The Patten report's call for the abolition of the GAA's Rule 21 - which prohibits members of the security forces from membership of the association - means that an issue which the GAA might have preferred to have avoided is back on centre stage. Sixteen months ago it looked as if the matter had been laid to rest. The special congress held to consider deletion of the contentious rule ended in landmark equivocation.
GAA president Mr Joe McDonagh had a month earlier informed the annual congress that the Belfast Agreement had persuaded him that the time was right to repeal Rule 21.
"I believe we must now take a leap of faith in support of the process," he said in April 1998. "I believe we must now play our part in the evolution of peace and equity, even if it means some risk. I believe that we must show vision, courage, leadership and unity and not stand idly by."
Between then and the May special congress which had been specifically convened to consider Rule 21's removal, the Belfast Agreement was ratified in two referendums by nearly three-quarters of those voting on the island.
Yet those opposed to abolition won the day and prevented the idea receiving the two-thirds majority necessary for dropping the rule from the GAA's Official Guide. The rebuff to Mr McDonagh was thinly veiled in a statement issued after the in camera congress ended and which the president himself had to recite.
"Recognising that the concept of an exclusion rule has no relevance in a situation where the national and cultural traditions of the people of all Ireland are equally recognised and in response to the British-Irish peace agreement, approved in referenda by the people of all Ireland, Cumann Luthcleas Gael pledges its intent to delete Rule 21 from its official guide when effective steps are taken to implement the amended structures and policing arrangements envisaged in the British-Irish peace agreement."

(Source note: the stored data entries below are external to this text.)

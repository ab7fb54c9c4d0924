//! Calibration error types

use thiserror::Error;

/// Calibration error
#[derive(Debug, Clone, PartialEq, Error)]
pub enum CalibrationError {
    /// Analysis was asked to run over an empty sample list
    #[error("no calibration samples")]
    NoSamples,

    /// Every sample fell outside the outlier bound
    #[error("all {total} samples rejected as outliers")]
    AllRejected {
        /// Samples presented to the analyzer
        total: usize,
    },

    /// The run ended with too few paired flashes
    #[error("insufficient samples: collected {collected}, required {required}")]
    InsufficientSamples {
        /// Samples collected during the run
        collected: usize,
        /// Minimum needed for analysis
        required: usize,
    },

    /// Camera capture could not be started
    #[error("capture failed: {message}")]
    Capture {
        /// Error message
        message: String,
    },

    /// `start_calibration` was called while a run is active
    #[error("a calibration run is already active")]
    AlreadyRunning,
}

/// Calibration Result type alias
pub type Result<T> = std::result::Result<T, CalibrationError>;
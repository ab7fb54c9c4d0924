//! `status`, `set-delay` and `reset` command implementations.

use anyhow::{Context, Result};
use contracts::{AppConfig, CompensationState, MAX_DELAY_NANOS, NANOS_PER_MILLI};
use serde::Serialize;
use tracing::{info, warn};

use super::{build_service, format_epoch_millis, load_config};
use crate::cli::{ResetArgs, SetDelayArgs, StatusArgs};

/// Compensation status for JSON output
#[derive(Serialize)]
struct StatusReport {
    delay_ms: f64,
    #[serde(skip_serializing_if = "Option::is_none")]
    precision_ms: Option<f64>,
    calibrated: bool,
    #[serde(skip_serializing_if = "Option::is_none")]
    calibrated_at: Option<String>,
    state_path: String,
}

impl StatusReport {
    fn new(state: &CompensationState, config: &AppConfig) -> Self {
        Self {
            delay_ms: state.delay_ms(),
            precision_ms: state.precision(),
            calibrated: state.is_calibrated(),
            calibrated_at: state
                .is_calibrated()
                .then(|| format_epoch_millis(state.calibrated_at_epoch_millis)),
            state_path: config.compensation.state_path.display().to_string(),
        }
    }
}

/// Execute the `status` command
pub fn run_status(args: &StatusArgs) -> Result<()> {
    let config = load_config(&args.config)?;
    let service = build_service(&config);
    let state = service.store().snapshot();
    let report = StatusReport::new(&state, &config);

    if args.json {
        let json =
            serde_json::to_string_pretty(&report).context("Failed to serialize status")?;
        println!("{}", json);
        return Ok(());
    }

    println!("Display delay: {:.3} ms", report.delay_ms);
    match report.precision_ms {
        Some(precision) => println!("Precision: ±{:.3} ms", precision),
        None => println!("Precision: unknown"),
    }
    match report.calibrated_at {
        Some(ref at) => println!("Calibrated at: {}", at),
        None => println!(
            "Not calibrated; using heuristic for {} Hz",
            config.compensation.fallback_refresh_hz
        ),
    }
    println!("State file: {}", report.state_path);

    Ok(())
}

/// Execute the `set-delay` command
pub fn run_set_delay(args: &SetDelayArgs) -> Result<()> {
    let config = load_config(&args.config)?;
    let service = build_service(&config);

    let state = service
        .submit_manual_delay(args.delay_ms)
        .context("Failed to store manual delay")?;
    observability::record_compensation_delay(&state);

    if was_clamped(args.delay_ms, &state) {
        warn!(
            requested_ms = args.delay_ms,
            stored_ms = state.delay_ms(),
            max_ms = MAX_DELAY_NANOS / NANOS_PER_MILLI,
            "Delay clamped into accepted range"
        );
    }
    info!(delay_ms = state.delay_ms(), "Manual delay stored");
    println!("Display delay set to {:.3} ms", state.delay_ms());

    Ok(())
}

/// Execute the `reset` command
pub fn run_reset(args: &ResetArgs) -> Result<()> {
    let config = load_config(&args.config)?;
    let service = build_service(&config);

    let state = service
        .reset_compensation()
        .context("Failed to reset compensation")?;
    observability::record_compensation_delay(&state);

    println!(
        "Compensation reset; heuristic delay {:.3} ms for {} Hz",
        state.delay_ms(),
        config.compensation.fallback_refresh_hz
    );
    Ok(())
}

fn was_clamped(requested_ms: f64, state: &CompensationState) -> bool {
    !requested_ms.is_finite()
        || (requested_ms * NANOS_PER_MILLI as f64).round() != state.delay_nanos as f64
}
//! SNTP transport abstraction
//!
//! One transport is opened per sync call and dropped afterwards.

use std::io;
use std::time::Duration;

/// A connected datagram transport to one time server
pub trait SntpTransport: Send {
    /// Send one request datagram
    fn send(&mut self, request: &[u8]) -> io::Result<()>;

    /// Block until a response arrives or the receive timeout expires
    ///
    /// Returns the number of bytes written into `buf`.
    fn recv(&mut self, buf: &mut [u8]) -> io::Result<usize>;

    /// Drop any datagrams already queued, returning how many were dropped
    ///
    /// Called before each request so a reply that arrived after its attempt
    /// timed out is never paired with the next request.
    fn discard_pending(&mut self) -> io::Result<usize> {
        Ok(0)
    }
}

/// Opens transports to named servers
pub trait TransportFactory: Send + Sync {
    /// Resolve `server` and open an ephemeral transport with the given receive timeout
    fn open(&self, server: &str, timeout: Duration) -> io::Result<Box<dyn SntpTransport>>;
}
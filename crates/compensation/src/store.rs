//! Display delay compensation store.
//!
//! Holds the `{delay, precision, calibrated_at}` triple. Writers are
//! serialised and persist before publishing; readers copy the whole triple
//! under a read lock, so they never observe a mix of two writes.

use std::sync::Arc;

use contracts::{
    CalibrationResult, CompensationSettings, CompensationState, DisplayInfo, PreciseTime,
    StatePersistence, PRECISION_UNKNOWN,
};
use parking_lot::{Mutex, RwLock};
use sync_engine::PreciseClock;
use tracing::{info, instrument, warn};

use crate::error::Result;

/// Extra latency added on top of two frame intervals by the heuristic
const HEURISTIC_BASE_MS: f64 = 10.0;

/// Heuristic delay for a display refreshing at `refresh_hz`
///
/// `2 × frame interval + 10 ms`, clamped into the accepted range.
pub fn heuristic_delay_nanos(refresh_hz: f64) -> i64 {
    CompensationState::clamp_delay_ms(2.0 * (1_000.0 / refresh_hz) + HEURISTIC_BASE_MS)
}

fn now_epoch_millis() -> i64 {
    chrono::Utc::now().timestamp_millis()
}

/// Compensation store
pub struct CompensationStore {
    clock: PreciseClock,
    persistence: Arc<dyn StatePersistence>,
    display: Arc<dyn DisplayInfo>,
    fallback_refresh_hz: f64,
    state: RwLock<CompensationState>,
    /// Serialises persist-then-publish
    writer: Mutex<()>,
}

impl std::fmt::Debug for CompensationStore {
    fn fmt(&self, f: &mut std::fmt::Formatter<'_>) -> std::fmt::Result {
        f.debug_struct("CompensationStore")
            .field("state", &*self.state.read())
            .field("fallback_refresh_hz", &self.fallback_refresh_hz)
            .finish()
    }
}

impl CompensationStore {
    /// Create a store, loading any persisted state
    ///
    /// A missing or unreadable persisted state falls back to the heuristic.
    pub fn new(
        clock: PreciseClock,
        persistence: Arc<dyn StatePersistence>,
        display: Arc<dyn DisplayInfo>,
        settings: &CompensationSettings,
    ) -> Self {
        let store = Self {
            clock,
            persistence,
            display,
            fallback_refresh_hz: settings.fallback_refresh_hz,
            state: RwLock::new(CompensationState {
                delay_nanos: 0,
                precision_ms: PRECISION_UNKNOWN,
                calibrated_at_epoch_millis: 0,
            }),
            writer: Mutex::new(()),
        };

        let initial = match store.persistence.load() {
            Ok(Some(state)) => CompensationState {
                delay_nanos: CompensationState::clamp_delay_nanos(state.delay_nanos),
                ..state
            },
            Ok(None) => store.heuristic_state(),
            Err(e) => {
                warn!(error = %e, "persisted compensation unreadable, using heuristic");
                store.heuristic_state()
            }
        };
        *store.state.write() = initial;
        store
    }

    fn refresh_rate_hz(&self) -> f64 {
        let hz = self.display.refresh_rate_hz();
        if hz.is_finite() && hz > 0.0 {
            hz
        } else {
            self.fallback_refresh_hz
        }
    }

    fn heuristic_state(&self) -> CompensationState {
        CompensationState {
            delay_nanos: heuristic_delay_nanos(self.refresh_rate_hz()),
            precision_ms: PRECISION_UNKNOWN,
            calibrated_at_epoch_millis: 0,
        }
    }

    fn persist_and_publish(&self, state: CompensationState) -> Result<CompensationState> {
        let _writer = self.writer.lock();
        self.persistence.save(&state)?;
        *self.state.write() = state;
        Ok(state)
    }

    /// Adopt a calibration result
    ///
    /// The median delay is clamped to `[0, 100 ms]`.
    #[instrument(name = "compensation_accept", skip(self, result), fields(median_ms = result.median_delay_ms))]
    pub fn accept(&self, result: &CalibrationResult) -> Result<CompensationState> {
        let state = self.persist_and_publish(CompensationState {
            delay_nanos: CompensationState::clamp_delay_ms(result.median_delay_ms),
            precision_ms: result.estimated_precision_ms,
            calibrated_at_epoch_millis: now_epoch_millis(),
        })?;
        info!(
            delay_ms = state.delay_ms(),
            precision_ms = state.precision_ms,
            "calibrated delay stored"
        );
        Ok(state)
    }

    /// Set the delay by hand; precision becomes unknown
    #[instrument(name = "compensation_set_manual", skip(self))]
    pub fn set_manual(&self, delay_ms: f64) -> Result<CompensationState> {
        let state = self.persist_and_publish(CompensationState {
            delay_nanos: CompensationState::clamp_delay_ms(delay_ms),
            precision_ms: PRECISION_UNKNOWN,
            calibrated_at_epoch_millis: now_epoch_millis(),
        })?;
        info!(delay_ms = state.delay_ms(), "manual delay stored");
        Ok(state)
    }

    /// Forget any calibration and fall back to the heuristic
    ///
    /// The heuristic is not persisted.
    #[instrument(name = "compensation_reset", skip(self))]
    pub fn reset(&self) -> Result<CompensationState> {
        let _writer = self.writer.lock();
        self.persistence.clear()?;
        let state = self.heuristic_state();
        *self.state.write() = state;
        info!(delay_ms = state.delay_ms(), "compensation reset to heuristic");
        Ok(state)
    }

    /// True time plus the display delay
    ///
    /// # Errors
    /// `NotSynced` until the clock has an offset.
    #[inline]
    pub fn compensated_now(&self) -> Result<PreciseTime> {
        let now = self.clock.now()?;
        Ok(now.add_nanos(self.state.read().delay_nanos))
    }

    /// Consistent copy of the whole triple
    pub fn snapshot(&self) -> CompensationState {
        *self.state.read()
    }

    /// Current delay in milliseconds
    pub fn current_delay_ms(&self) -> f64 {
        self.snapshot().delay_ms()
    }

    /// Whether the delay came from a calibration or a manual override
    pub fn is_calibrated(&self) -> bool {
        self.snapshot().is_calibrated()
    }

    /// Clock used by `compensated_now`
    pub fn clock(&self) -> &PreciseClock {
        &self.clock
    }
}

Despite the rhetoric of reconciliation, the GAA hasn't exactly distinguished itself since the heady days of the referendums. As mentioned, during the high-water mark of post-Good Friday euphoria, the congress refused to budge on Rule 21.

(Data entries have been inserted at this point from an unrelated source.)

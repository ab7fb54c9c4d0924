//! # Config Loader
//!
//! Configuration loading and parsing module.
//!
//! Responsibilities:
//! - Parse TOML/JSON configuration files
//! - Validate configuration legality
//! - Produce `AppConfig`
//!
//! # Example
//!
//! ```no_run
//! use config_loader::ConfigLoader;
//! use std::path::Path;
//!
//! let config = ConfigLoader::load_from_path(Path::new("truetime.toml")).unwrap();
//! println!("Servers: {:?}", config.sync.servers);
//! ```

mod parser;
mod validator;

pub use contracts::AppConfig;
pub use parser::ConfigFormat;
pub use validator::MAX_BURST_SIZE;

use contracts::ContractError;
use std::path::Path;

/// Configuration loader
///
/// Provides static methods to load configuration from files or strings.
pub struct ConfigLoader;

impl ConfigLoader {
    /// Load configuration from file path
    ///
    /// Automatically detects format from file extension (.toml / .json).
    ///
    /// # Errors
    /// - File read failure
    /// - Unsupported format
    /// - Parse failure
    /// - Validation failure
    pub fn load_from_path(path: &Path) -> Result<AppConfig, ContractError> {
        let format = Self::detect_format(path)?;
        let content = Self::read_file(path)?;
        Self::load_from_str(&content, format)
    }

    /// Load configuration from path, or defaults when the file does not exist
    pub fn load_or_default(path: &Path) -> Result<AppConfig, ContractError> {
        if path.exists() {
            Self::load_from_path(path)
        } else {
            let config = AppConfig::default();
            validator::validate(&config)?;
            Ok(config)
        }
    }

    /// Load configuration from string
    ///
    /// # Errors
    /// - Parse failure
    /// - Validation failure
    pub fn load_from_str(content: &str, format: ConfigFormat) -> Result<AppConfig, ContractError> {
        Self::parse_and_validate(content, format)
    }

    /// Validate an already constructed configuration
    pub fn validate(config: &AppConfig) -> Result<(), ContractError> {
        validator::validate(config)
    }

    /// Serialize AppConfig to TOML string
    pub fn to_toml(config: &AppConfig) -> Result<String, ContractError> {
        toml::to_string_pretty(config)
            .map_err(|e| ContractError::config_parse(format!("TOML serialize error: {e}")))
    }

    /// Serialize AppConfig to JSON string
    pub fn to_json(config: &AppConfig) -> Result<String, ContractError> {
        serde_json::to_string_pretty(config)
            .map_err(|e| ContractError::config_parse(format!("JSON serialize error: {e}")))
    }
}

impl ConfigLoader {
    /// Infer configuration format from file extension
    fn detect_format(path: &Path) -> Result<ConfigFormat, ContractError> {
        let ext = path.extension().and_then(|e| e.to_str()).ok_or_else(|| {
            ContractError::config_parse("cannot determine file format from extension")
        })?;

        ConfigFormat::from_extension(ext).ok_or_else(|| {
            ContractError::config_parse(format!("unsupported config format: .{ext}"))
        })
    }

    /// Read configuration file content
    fn read_file(path: &Path) -> Result<String, ContractError> {
        Ok(std::fs::read_to_string(path)?)
    }

    /// Parse and validate configuration content
    fn parse_and_validate(content: &str, format: ConfigFormat) -> Result<AppConfig, ContractError> {
        let config = parser::parse(content, format)?;
        validator::validate(&config)?;
        Ok(config)
    }
}
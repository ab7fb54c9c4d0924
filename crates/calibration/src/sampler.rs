//! Flash / frame correlation.
//!
//! Detects rising brightness edges in the camera stream and pairs each with
//! the oldest pending flash timestamp. The pair is completed with the capture
//! timestamp of the frame *after* the detecting one, so every sample carries
//! the same one-frame pipeline term.

use contracts::CalibrationSample;
use tracing::trace;

use crate::queue::FlashQueue;

/// What one frame did to the sampler
#[derive(Debug, Clone, Copy, PartialEq)]
pub enum FrameOutcome {
    /// Nothing happened
    Ignored,
    /// Rising edge matched with a flash; waiting for the next frame
    Detected,
    /// Rising edge with no pending flash
    Unmatched,
    /// Pair completed
    Paired(CalibrationSample),
    /// Pair dropped because the camera timestamp precedes the flash
    Discarded,
}

/// Rising-edge detector with hysteresis
#[derive(Debug, Clone)]
pub struct CalibrationSampler {
    threshold: f32,
    last_brightness: f32,
    /// Set on a matched rising edge, cleared once the frame falls back below
    /// half the threshold after pairing
    flash_in_flight: bool,
    /// Flash timestamp and detecting brightness awaiting the next frame
    pending: Option<(i64, f32)>,
    samples: Vec<CalibrationSample>,
    unmatched: u64,
    discarded: u64,
}

impl CalibrationSampler {
    /// Create a sampler for the given brightness threshold (0-1)
    pub fn new(threshold: f32) -> Self {
        Self {
            threshold,
            last_brightness: 0.0,
            flash_in_flight: false,
            pending: None,
            samples: Vec::new(),
            unmatched: 0,
            discarded: 0,
        }
    }

    /// Feed one frame
    pub fn on_frame(
        &mut self,
        brightness: f32,
        timestamp_nanos: i64,
        flashes: &FlashQueue,
    ) -> FrameOutcome {
        let low = 0.5 * self.threshold;
        let mut outcome = FrameOutcome::Ignored;

        if let Some((flash_ts, detected_brightness)) = self.pending.take() {
            if timestamp_nanos < flash_ts {
                self.discarded += 1;
                trace!(flash_ts, timestamp_nanos, "pair discarded, camera before flash");
                outcome = FrameOutcome::Discarded;
            } else {
                let sample = CalibrationSample {
                    flash_timestamp_nanos: flash_ts,
                    camera_timestamp_nanos: timestamp_nanos,
                    brightness: detected_brightness,
                };
                trace!(delay_ms = sample.delay_ms(), "flash paired");
                self.samples.push(sample);
                outcome = FrameOutcome::Paired(sample);
            }
        }

        // The completing frame may already be dark; a lit frame here cannot
        // start a new edge because the flash is still in flight.
        if self.flash_in_flight && brightness < low {
            self.flash_in_flight = false;
        } else if !self.flash_in_flight
            && brightness > self.threshold
            && self.last_brightness < low
        {
            match flashes.try_pop() {
                Some(flash_ts) => {
                    self.pending = Some((flash_ts, brightness));
                    self.flash_in_flight = true;
                    outcome = FrameOutcome::Detected;
                }
                None => {
                    self.unmatched += 1;
                    trace!(timestamp_nanos, "rising edge without pending flash");
                    outcome = FrameOutcome::Unmatched;
                }
            }
        }

        self.last_brightness = brightness;
        outcome
    }

    /// Samples collected so far
    pub fn samples(&self) -> &[CalibrationSample] {
        &self.samples
    }

    /// Number of samples collected so far
    pub fn sample_count(&self) -> usize {
        self.samples.len()
    }

    /// Move the collected samples out, leaving the sampler empty
    pub fn take_samples(&mut self) -> Vec<CalibrationSample> {
        std::mem::take(&mut self.samples)
    }

    /// Rising edges that found no pending flash
    pub fn unmatched(&self) -> u64 {
        self.unmatched
    }

    /// Pairs dropped for a camera timestamp earlier than the flash
    pub fn discarded(&self) -> u64 {
        self.discarded
    }

    /// Brightness threshold in use
    pub fn threshold(&self) -> f32 {
        self.threshold
    }

    /// Clear all state and adopt a new threshold
    pub fn reset(&mut self, threshold: f32) {
        *self = Self::new(threshold);
    }
}

#[cfg(test)]
mod tests {
    use super::*;

    const MS: i64 = 1_000_000;

    #[test]
    fn test_pairs_with_next_frame() {
        let queue = FlashQueue::new(4);
        let mut sampler = CalibrationSampler::new(0.6);

        queue.try_push(100 * MS);
        assert_eq!(sampler.on_frame(0.1, 104 * MS, &queue), FrameOutcome::Ignored);
        assert_eq!(sampler.on_frame(0.9, 112 * MS, &queue), FrameOutcome::Detected);

        let outcome = sampler.on_frame(0.9, 116 * MS, &queue);
        let FrameOutcome::Paired(sample) = outcome else {
            panic!("expected pair, got {outcome:?}");
        };
        assert_eq!(sample.flash_timestamp_nanos, 100 * MS);
        assert_eq!(sample.camera_timestamp_nanos, 116 * MS);
        assert!((sample.brightness - 0.9).abs() < 1e-6);
        assert_eq!(sampler.sample_count(), 1);
    }

    #[test]
    fn test_hysteresis_prevents_double_count() {
        let queue = FlashQueue::new(4);
        let mut sampler = CalibrationSampler::new(0.6);
        queue.try_push(0);
        queue.try_push(MS);

        sampler.on_frame(0.9, 10 * MS, &queue);
        sampler.on_frame(0.9, 14 * MS, &queue);
        // Dips to 0.4: not below 0.3, still lit
        sampler.on_frame(0.4, 18 * MS, &queue);
        assert_eq!(sampler.on_frame(0.9, 22 * MS, &queue), FrameOutcome::Ignored);
        assert_eq!(sampler.sample_count(), 1);
        assert_eq!(queue.len(), 1);

        // Dark frame clears the in-flight flag, next flash detected
        sampler.on_frame(0.05, 26 * MS, &queue);
        assert_eq!(sampler.on_frame(0.9, 30 * MS, &queue), FrameOutcome::Detected);
    }

    #[test]
    fn test_dark_completing_frame_clears_in_flight() {
        let queue = FlashQueue::new(4);
        let mut sampler = CalibrationSampler::new(0.6);
        queue.try_push(0);
        queue.try_push(20 * MS);

        assert_eq!(sampler.on_frame(0.9, 10 * MS, &queue), FrameOutcome::Detected);
        // Short flash: the pairing frame is already dark
        assert!(matches!(
            sampler.on_frame(0.05, 14 * MS, &queue),
            FrameOutcome::Paired(_)
        ));
        // Very next frame is the following flash
        assert_eq!(sampler.on_frame(0.9, 28 * MS, &queue), FrameOutcome::Detected);
        assert!(matches!(
            sampler.on_frame(0.9, 32 * MS, &queue),
            FrameOutcome::Paired(_)
        ));
        assert_eq!(sampler.sample_count(), 2);
    }

    #[test]
    fn test_edge_without_flash_is_unmatched() {
        let queue = FlashQueue::new(4);
        let mut sampler = CalibrationSampler::new(0.5);
        assert_eq!(sampler.on_frame(0.8, MS, &queue), FrameOutcome::Unmatched);
        assert_eq!(sampler.unmatched(), 1);
        assert_eq!(sampler.sample_count(), 0);
    }

    #[test]
    fn test_camera_before_flash_is_discarded() {
        let queue = FlashQueue::new(4);
        let mut sampler = CalibrationSampler::new(0.5);
        queue.try_push(50 * MS);
        sampler.on_frame(0.9, 40 * MS, &queue);
        assert_eq!(sampler.on_frame(0.9, 45 * MS, &queue), FrameOutcome::Discarded);
        assert_eq!(sampler.discarded(), 1);
        assert!(sampler.samples().is_empty());
    }

    #[test]
    fn test_take_and_reset() {
        let queue = FlashQueue::new(4);
        let mut sampler = CalibrationSampler::new(0.5);
        queue.try_push(0);
        sampler.on_frame(0.9, MS, &queue);
        sampler.on_frame(0.9, 2 * MS, &queue);

        assert_eq!(sampler.take_samples().len(), 1);
        assert_eq!(sampler.sample_count(), 0);

        sampler.reset(0.7);
        assert_eq!(sampler.threshold(), 0.7);
        assert_eq!(sampler.unmatched(), 0);
    }
}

Later it emerged that the GAA, for all its posturing on the policing of Northern Ireland, had refused to make a submission to the Patten commission when it was gathering opinions. This was an embarrassment for Croke Park, whose hands were tied by the impossibility of achieving consensus on such a submission.

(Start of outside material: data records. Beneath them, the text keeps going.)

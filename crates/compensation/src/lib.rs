//! # Compensation
//!
//! Display delay compensation and the collaborator-facing time service.
//!
//! Responsibilities:
//! - Clamped, atomically persisted delay triple (`CompensationStore`)
//! - JSON file and in-memory persistence backends
//! - Refresh-rate heuristic when no calibration exists
//! - `TimeService` composition root: sync, compensated time, calibration intake
//!
//! ## Usage Example
//!
//! ```ignore
//! use compensation::TimeService;
//! use contracts::{AppConfig, FixedDisplay};
//!
//! let service = TimeService::from_config(&config, Arc::new(FixedDisplay::new(120.0)));
//! service.trigger_sync();
//! service.start_periodic_sync(config.sync.resync_interval());
//!
//! // every rendered frame
//! if let Some(now) = service.compensated_now() {
//!     draw_time(now);
//! }
//! ```

mod error;
mod persistence;
mod service;
mod store;

// Re-exports
pub use error::{CompensationError, Result};
pub use persistence::{JsonFilePersistence, MemoryPersistence};
pub use service::TimeService;
pub use store::{heuristic_delay_nanos, CompensationStore};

Earlier this year, in April, it was announced that the military occupation of Crossmaglen Rangers' premises in south Armagh - a longstanding grievance between the GAA and the British authorities - was to be phased out.
Now that the Patten report has been released, the spotlight is back on the GAA, but there is nothing in the association's demeanour to suggest it is any closer to embracing change.
The mechanics of Patten's release appears to have irritated Croke Park - as is implicit in the testy reference to "a report it has not yet been issued with".
Aside from that, there is a feeling that the ball is not necessarily back in the GAA's court. With the uncertainty about the establishment of an executive, and with Senator George Mitchell's review still in progress, there is no certainty about the extent - if any - to which the Patten proposals will be implemented.
Should reform of the RUC be put on the long finger, it will facilitate a similar process within the GAA in relation to the abolition of Rule 21.
If we set aside the theoretical considerations which impinge on two issues as affected by symbolism as reforming the RUC and removing Rule 21, there remain very practical considerations which may prevent the GAA hiding behind the North's political stasis.
At his press conference yesterday, Mr Patten spoke about the desirability of "removing a discouragement" to police recruitment within the nationalist community.
If the notional Northern Ireland Police Service is to be effective, it needs to attract cross-community support. How is it going to do that with the biggest voluntary organisation on the nationalist side prohibiting its members from joining?
Secondly, and more pressingly, there will be considerable political pressure in relation to this. As an alteration to the status quo, the Patten report necessarily makes more demands on the unionist community than on nationalists. Consequently, both governments will be anxious that unionists be seen to get something from the security shake-up.
The GAA is generally impervious to political and public pressure.
This is not merely obduracy on Croke Park's part. As Joe McDonagh's chastening experience last year shows, the association's apparatchiks (as distinct from rank and file) are notoriously unbiddable.
Whatever happens in the short term, the chance to prove itself a force for conciliation is rapidly vanishing for the GAA.